Falsche Ziele

Die kommunalen Reaktionen auf die Übergriffe in Mügeln zeigen, warum die Programme gegen Rechtsex­tremismus nicht wirksam sind. von lourdes santander

Immer wenn sich alltäglicher Rassismus gewaltsam Bahn bricht, wird auch über die staatlichen Programme gegen Rechtsextremismus diskutiert. Nun läuft gerade das neue Programm »Vielfalt tut gut« gegen »Rechtsextremismus, Fremdenfeindlichkeit und Antisemitismus« an, das das in den neuen Bundesländern unter der rot-grünen Koalition begonnene Civitas-Programm ablöst. Doch auch mit dieser Neuauflage staatlich geförderter Demokratie-Entwicklung kann das Naziproblem nicht gelöst werden.
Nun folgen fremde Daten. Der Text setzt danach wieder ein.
//! Extraction orchestrator.
//!
//! Runs one query through the chain:
//!
//! ```text
//! CacheLookup -> EngineAttempt(0) -> EngineAttempt(1) -> ... -> Accepted | Exhausted
//! ```
//!
//! - A fresh cache hit goes straight to `Accepted` without touching an engine.
//! - Each engine gets `max_attempts` tries with linear backoff. A record at or
//!   above the quality floor is accepted; hard errors and soft failures move on.
//! - Across engines the best-scoring record wins, not the first engine.
//! - The cache is best effort: read errors count as a miss, write errors are
//!   logged and dropped.

use std::sync::Arc;
use std::time::{Duration, Instant};

use serde::Serialize;
use tokio_util::sync::CancellationToken;
use tracing::{debug, info, warn};
use utoipa::ToSchema;

use crate::cache::{CacheEntry, CacheStore, ExtractionEvent};
use crate::engine::{EngineAdapter, ExtractOptions};
use crate::error::{AttemptOutcome, AttemptRecord, EngineError, ExtractionError};
use crate::identity::BusinessIdentity;
use crate::quality::{QualityScorer, DEFAULT_QUALITY_FLOOR};
use crate::query::NormalizedQuery;
use crate::record::Record;

// ============================================================================
// Configuration
// ============================================================================

/// Knobs fixed for the lifetime of an orchestrator.
#[derive(Debug, Clone)]
pub struct OrchestratorPolicy {
    pub quality_floor: u8,
    /// Tries per engine, at least 1.
    pub max_attempts: u32,
    /// Attempt `n` on an engine waits `retry_backoff * (n - 1)` first.
    pub retry_backoff: Duration,
    pub cache_max_age: Duration,
    /// Accept the best soft-failed record instead of failing the query.
    pub accept_best_effort: bool,
    pub locale: String,
}

impl Default for OrchestratorPolicy {
    fn default() -> Self {
        Self {
            quality_floor: DEFAULT_QUALITY_FLOOR,
            max_attempts: 2,
            retry_backoff: Duration::from_secs(3),
            cache_max_age: Duration::from_secs(168 * 3600),
            accept_best_effort: false,
            locale: "en".to_string(),
        }
    }
}

/// Per-query options.
#[derive(Debug, Clone)]
pub struct ExtractRequest {
    pub force_refresh: bool,
    pub include_reviews: bool,
    pub max_reviews: usize,
    pub timeout: Duration,
    pub cancel: CancellationToken,
}

impl Default for ExtractRequest {
    fn default() -> Self {
        Self {
            force_refresh: false,
            include_reviews: true,
            max_reviews: 20,
            timeout: Duration::from_secs(60),
            cancel: CancellationToken::new(),
        }
    }
}

impl ExtractRequest {
    fn engine_options(&self) -> ExtractOptions {
        ExtractOptions {
            include_reviews: self.include_reviews,
            max_reviews: self.max_reviews,
            timeout: self.timeout,
            cancel: self.cancel.clone(),
        }
    }
}

// ============================================================================
// Results
// ============================================================================

/// Where an accepted record came from.
#[derive(Debug, Clone, Serialize, ToSchema)]
pub struct Provenance {
    pub source_engine: String,
    pub from_cache: bool,
    pub extraction_time_seconds: f64,
    /// Engine calls made for this query (0 on a cache hit).
    pub attempts: u32,
}

/// Successful outcome of `Orchestrator::extract`.
#[derive(Debug, Clone, Serialize, ToSchema)]
pub struct Extraction {
    pub record: Record,
    pub provenance: Provenance,
    /// The stored entry after write-back, when the cache was reachable.
    pub entry: Option<CacheEntry>,
}

struct Candidate {
    record: Record,
    engine: String,
}

enum State {
    CacheLookup,
    EngineAttempt(usize),
    Accepted(Candidate),
    Exhausted,
}

enum EngineRun {
    Accepted(Record),
    /// Engine gave up; carries its best soft-failed record, if any.
    Exhausted(Option<Record>),
    Cancelled,
}

// ============================================================================
// Orchestrator
// ============================================================================

/// Composition root: one cache, an ordered engine chain, one policy.
pub struct Orchestrator {
    cache: Arc<CacheStore>,
    engines: Vec<Arc<dyn EngineAdapter>>,
    scorer: QualityScorer,
    policy: OrchestratorPolicy,
}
Zielgruppe des neuen Programms ist nämlich einmal mehr »die Jugend«, und das trotz unzähliger Studien und Bekenntnisse, die belegen, dass es sich beim »Rechtsextremismus« nicht um ein Problem mit gewalttätigen Jugendlichen handelt, sondern um die bei einem Großteil der Gesellschaft vorherrschende Einstellung. Zudem wurde die Situation von antirassistischen und antifaschistischen Gruppen verschlechtert. Sie können das Geld für ihre Projekte nicht mehr direkt beantragen, es wird vielmehr über Lokale Aktions­pläne (LAP) an ausgewählte Kommunen verteilt, die dann eigenständig über die Vergabe entschei­den. Jetzt soll auch in Mügeln die Zauberwaffe LAP wirken, um in Zukunft Schlimmeres zu verhindern. Dabei sind die Reaktionen derjenigen, die an Ort und Stelle die politischen Entscheidungen treffen, ein Paradebeispiel für die grundlegenden Mängel des Modells LAP. Als Nestbeschmutzer oder Extremisten werden Beratungsstellen und antifaschistische Gruppen qualifiziert, die das Problem Rassismus beim Namen nennen. Diese das Problem offen benennenden Gruppen müssten angesichts der rassistischen Normalität im ländlichen Raum gestärkt werden, können aber unter diesen Vorzeichen kaum auf die nötige Unterstützung hoffen. Zu diesem Schluss kommt auch die aktuelle Studie »Grenzen lokaler Demokratie«, in der die Bedingungen für effektive Strategien gegen Nazis im ländlichen Raum in zwei Landkreisen in Bayern und Sachsen untersucht wurden. Anerkennung und Hand­lungsfähigkeit erlangten Initiativen gegen Nazis erst dann, wenn der Bürgermeister die Aktivitäten unterstütze. Zugleich würden die Auseinandersetzungen um die richtige Strategie gegen die Naziszene aus der Öffentlichkeit verbannt. Kritik übt die Studie auch an der Extremismuskonzeption der Programme gegen Rechts. Schon die Verwendung des Begriffs »Rechtsextremismus« reproduziere die Vorstellung von extremen Rändern und einer ganz normalen gesellschaftlichen Mitte. In Orten wie Mügeln wird sich vorläufig kaum etwas ändern. Ohne eine inhaltliche Auseinandersetzung mit Elementen der Nazi­ideologie in der Mitte der Gesellschaft und ohne Stärkung von Gruppen, die das Problem offen benennen, erst recht nicht.